● **The problem**:
Only the lines with the string "handlers" are needed; return each of them from the entries below.

Collected data:
-- Opening Marker --

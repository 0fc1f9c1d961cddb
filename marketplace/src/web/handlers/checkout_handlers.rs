// marketplace/src/web/handlers/checkout_handlers.rs

use actix_web::{web, HttpResponse};
use serde::Deserialize;
use serde_json::json;
use tracing::{info, instrument};

use crate::errors::AppError;
use crate::models::ShippingMethod;
use crate::pipelines::checkout_pipeline;
use crate::services::order_splitter::{CheckoutRequest, OrderSummary, PlacedOrder};
use crate::state::AppState;
use crate::web::auth::AuthenticatedUser;

#[derive(Deserialize, Debug)]
pub struct CartCheckoutPayload {
  pub address: String,
  #[serde(default)]
  pub shipping_method: ShippingMethod,
}

fn created(placed: &[PlacedOrder]) -> HttpResponse {
  let orders: Vec<OrderSummary> = placed.iter().map(OrderSummary::from).collect();
  HttpResponse::Created().json(json!({
      "message": "Checkout completed.",
      "orders": orders
  }))
}

#[instrument(name = "handler::checkout", skip(app_state, payload), fields(user_id = %auth_user.user_id))]
pub async fn start_checkout_handler(
  app_state: web::Data<AppState>,
  payload: web::Json<CheckoutRequest>,
  auth_user: AuthenticatedUser,
) -> Result<HttpResponse, AppError> {
  let placed = checkout_pipeline::checkout(app_state.get_ref(), auth_user.user_id, payload.into_inner()).await?;
  info!("Checkout for user {} created {} order(s).", auth_user.user_id, placed.len());
  Ok(created(&placed))
}

#[instrument(name = "handler::checkout_cart", skip(app_state, payload), fields(user_id = %auth_user.user_id))]
pub async fn checkout_cart_handler(
  app_state: web::Data<AppState>,
  payload: web::Json<CartCheckoutPayload>,
  auth_user: AuthenticatedUser,
) -> Result<HttpResponse, AppError> {
  let CartCheckoutPayload {
    address,
    shipping_method,
  } = payload.into_inner();
  let placed = checkout_pipeline::checkout_cart(app_state.get_ref(), auth_user.user_id, address, shipping_method).await?;
  info!("Cart checkout for user {} created {} order(s).", auth_user.user_id, placed.len());
  Ok(created(&placed))
}
// core/src/pipeline/mod.rs

//! `Pipeline<TData, Err>`: definition, handler registration and execution.

pub mod definition;
pub mod execution;
pub mod hooks;

pub use definition::Pipeline;
// marketplace/src/services/order_splitter.rs

//! Splits one checkout into one order per seller.
//!
//! The functions here run inside the checkout transaction; a failure for any
//! seller aborts every order of the checkout.

use crate::errors::{AppError, Result as AppResult};
use crate::models::{Order, OrderItem, OrderStatus, Recipient, ShippingMethod};
use crate::services::notifications;
use crate::store::StoreTx;
use chrono::{DateTime, Utc};
use serde::{Deserialize, Serialize};
use tracing::{debug, info, warn};
use uuid::Uuid;

#[derive(Debug, Clone, PartialEq, Eq, Serialize, Deserialize)]
pub struct CheckoutLine {
  pub product_id: Uuid,
  pub quantity: i64,
  /// Required; kept optional so a missing seller is reported as a
  /// validation error rather than a parse failure.
  #[serde(default)]
  pub seller_id: Option<Uuid>,
  pub unit_price_cents: i64,
}

#[derive(Debug, Clone, Deserialize)]
pub struct CheckoutRequest {
  pub address: String,
  #[serde(default)]
  pub shipping_method: ShippingMethod,
  pub items: Vec<CheckoutLine>,
}

/// The lines of one seller, in request order.
#[derive(Debug, Clone, PartialEq, Eq)]
pub struct SellerGroup {
  pub seller_id: Uuid,
  pub lines: Vec<CheckoutLine>,
}

#[derive(Debug, Clone, Serialize)]
pub struct PlacedOrder {
  pub order: Order,
  pub items: Vec<OrderItem>,
}

/// Summary returned to the customer after checkout.
#[derive(Debug, Clone, Serialize)]
pub struct OrderSummary {
  pub id: Uuid,
  pub seller_id: Uuid,
  pub status: OrderStatus,
  pub total_price_cents: i64,
  pub shipping_cost_cents: i64,
  pub item_count: usize,
}

impl From<&PlacedOrder> for OrderSummary {
  fn from(placed: &PlacedOrder) -> Self {
    Self {
      id: placed.order.id,
      seller_id: placed.order.seller_id,
      status: placed.order.status,
      total_price_cents: placed.order.total_price_cents,
      shipping_cost_cents: placed.order.shipping_cost_cents,
      item_count: placed.items.len(),
    }
  }
}

pub fn validate_request(request: &CheckoutRequest) -> AppResult<()> {
  if request.items.is_empty() {
    return Err(AppError::Validation("Checkout requires at least one item.".to_string()));
  }
  if request.address.trim().is_empty() && request.shipping_method != ShippingMethod::Pickup {
    return Err(AppError::Validation("A delivery address is required.".to_string()));
  }
  for line in &request.items {
    if line.seller_id.is_none() {
      return Err(AppError::Validation("Each item must declare its seller.".to_string()));
    }
    if line.quantity < 1 {
      return Err(AppError::Validation(format!(
        "Quantity for product {} must be at least 1.",
        line.product_id
      )));
    }
    if line.unit_price_cents < 0 {
      return Err(AppError::Validation(format!(
        "Price for product {} must not be negative.",
        line.product_id
      )));
    }
  }
  Ok(())
}

/// Groups lines by seller. Groups come out in order of each seller's first
/// line.
pub fn partition_by_seller(lines: &[CheckoutLine]) -> AppResult<Vec<SellerGroup>> {
  let mut groups: Vec<SellerGroup> = Vec::new();
  for line in lines {
    let seller_id = line
      .seller_id
      .ok_or_else(|| AppError::Validation("Each item must declare its seller.".to_string()))?;
    match groups.iter_mut().find(|g| g.seller_id == seller_id) {
      Some(group) => group.lines.push(line.clone()),
      None => groups.push(SellerGroup {
        seller_id,
        lines: vec![line.clone()],
      }),
    }
  }
  Ok(groups)
}

fn amount_out_of_range(seller_id: Uuid) -> AppError {
  warn!(%seller_id, "Order total does not fit in the price range.");
  AppError::Validation("Order total is too large.".to_string())
}

/// Creates the order and its items for one seller group.
pub async fn persist_group(
  tx: &mut dyn StoreTx,
  customer_id: Uuid,
  request: &CheckoutRequest,
  group: &SellerGroup,
  shipping_cost_cents: i64,
  now: DateTime<Utc>,
) -> AppResult<PlacedOrder> {
  if tx.get_seller(group.seller_id).await?.is_none() {
    return Err(AppError::NotFound(format!("Seller with ID {} not found.", group.seller_id)));
  }

  let order_id = Uuid::new_v4();
  let mut items = Vec::with_capacity(group.lines.len());
  let mut items_total_cents = 0_i64;

  for line in &group.lines {
    let product = tx
      .get_product(line.product_id)
      .await?
      .ok_or_else(|| AppError::NotFound(format!("Product with ID {} not found.", line.product_id)))?;
    if product.seller_id != group.seller_id {
      return Err(AppError::Validation(format!(
        "Product {} is not sold by seller {}.",
        product.id, group.seller_id
      )));
    }
    if !product.is_purchasable() {
      return Err(AppError::Validation(format!(
        "Product {} is not available for purchase.",
        product.id
      )));
    }
    let price = product.effective_price_at(now);
    if price != line.unit_price_cents {
      return Err(AppError::Validation(format!(
        "Price changed for product {}: now {} cents.",
        product.id, price
      )));
    }

    items_total_cents = price
      .checked_mul(line.quantity)
      .and_then(|line_total| items_total_cents.checked_add(line_total))
      .ok_or_else(|| amount_out_of_range(group.seller_id))?;
    items.push(OrderItem {
      id: Uuid::new_v4(),
      order_id,
      product_id: product.id,
      quantity: line.quantity,
      unit_price_cents: price,
    });
  }

  let total_price_cents = items_total_cents
    .checked_add(shipping_cost_cents)
    .ok_or_else(|| amount_out_of_range(group.seller_id))?;

  let order = Order {
    id: order_id,
    customer_id,
    seller_id: group.seller_id,
    status: OrderStatus::Pending,
    total_price_cents,
    shipping_method: request.shipping_method,
    shipping_cost_cents,
    address: request.address.trim().to_string(),
    created_at: now,
    updated_at: now,
  };
  tx.insert_order(&order).await?;
  for item in &items {
    tx.insert_order_item(item).await?;
  }
  debug!(order_id = %order.id, seller_id = %order.seller_id, total = order.total_price_cents, "Split order created.");
  Ok(PlacedOrder { order, items })
}

/// One notification to the customer and one per seller.
pub async fn notify_parties(tx: &mut dyn StoreTx, customer_id: Uuid, placed: &[PlacedOrder]) -> AppResult<()> {
  notifications::create(
    tx,
    Recipient::User(customer_id),
    "Order placed",
    format!("Your checkout created {} order(s).", placed.len()),
    Some("/orders".to_string()),
  )
  .await?;

  for p in placed {
    let seller = tx
      .get_seller(p.order.seller_id)
      .await?
      .ok_or_else(|| AppError::NotFound(format!("Seller with ID {} not found.", p.order.seller_id)))?;
    notifications::create(
      tx,
      Recipient::User(seller.user_id),
      "New order",
      format!(
        "Order {} with {} item(s) totalling {} cents is waiting for you.",
        p.order.id,
        p.items.len(),
        p.order.total_price_cents
      ),
      Some(format!("/seller/orders/{}", p.order.id)),
    )
    .await?;
  }
  info!(%customer_id, orders = placed.len(), "Checkout parties notified.");
  Ok(())
}

#[cfg(test)]
mod tests {
  use super::*;

  fn line(seller: Uuid, qty: i64) -> CheckoutLine {
    CheckoutLine {
      product_id: Uuid::new_v4(),
      quantity: qty,
      seller_id: Some(seller),
      unit_price_cents: 100,
    }
  }

  #[test]
  fn groups_keep_first_appearance_order() {
    let (s1, s2) = (Uuid::new_v4(), Uuid::new_v4());
    let lines = vec![line(s2, 1), line(s1, 1), line(s2, 3)];
    let groups = partition_by_seller(&lines).unwrap();
    assert_eq!(groups.len(), 2);
    assert_eq!(groups[0].seller_id, s2);
    assert_eq!(groups[0].lines.len(), 2);
    assert_eq!(groups[1].seller_id, s1);
  }

  #[test]
  fn missing_seller_is_a_validation_error() {
    let mut bad = line(Uuid::new_v4(), 1);
    bad.seller_id = None;
    let request = CheckoutRequest {
      address: "1 Main St".into(),
      shipping_method: ShippingMethod::Standard,
      items: vec![bad],
    };
    assert!(matches!(validate_request(&request), Err(AppError::Validation(_))));
  }

  #[test]
  fn empty_checkout_and_zero_quantity_are_rejected() {
    let empty = CheckoutRequest {
      address: "1 Main St".into(),
      shipping_method: ShippingMethod::Standard,
      items: vec![],
    };
    assert!(matches!(validate_request(&empty), Err(AppError::Validation(_))));

    let zero = CheckoutRequest {
      items: vec![line(Uuid::new_v4(), 0)],
      ..empty
    };
    assert!(matches!(validate_request(&zero), Err(AppError::Validation(_))));
  }
}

-- Closing Marker --

● **Result**:
filename marketplace/src/web/handlers/checkout_handlers.rs
// marketplace/src/web/handlers/checkout_handlers.rs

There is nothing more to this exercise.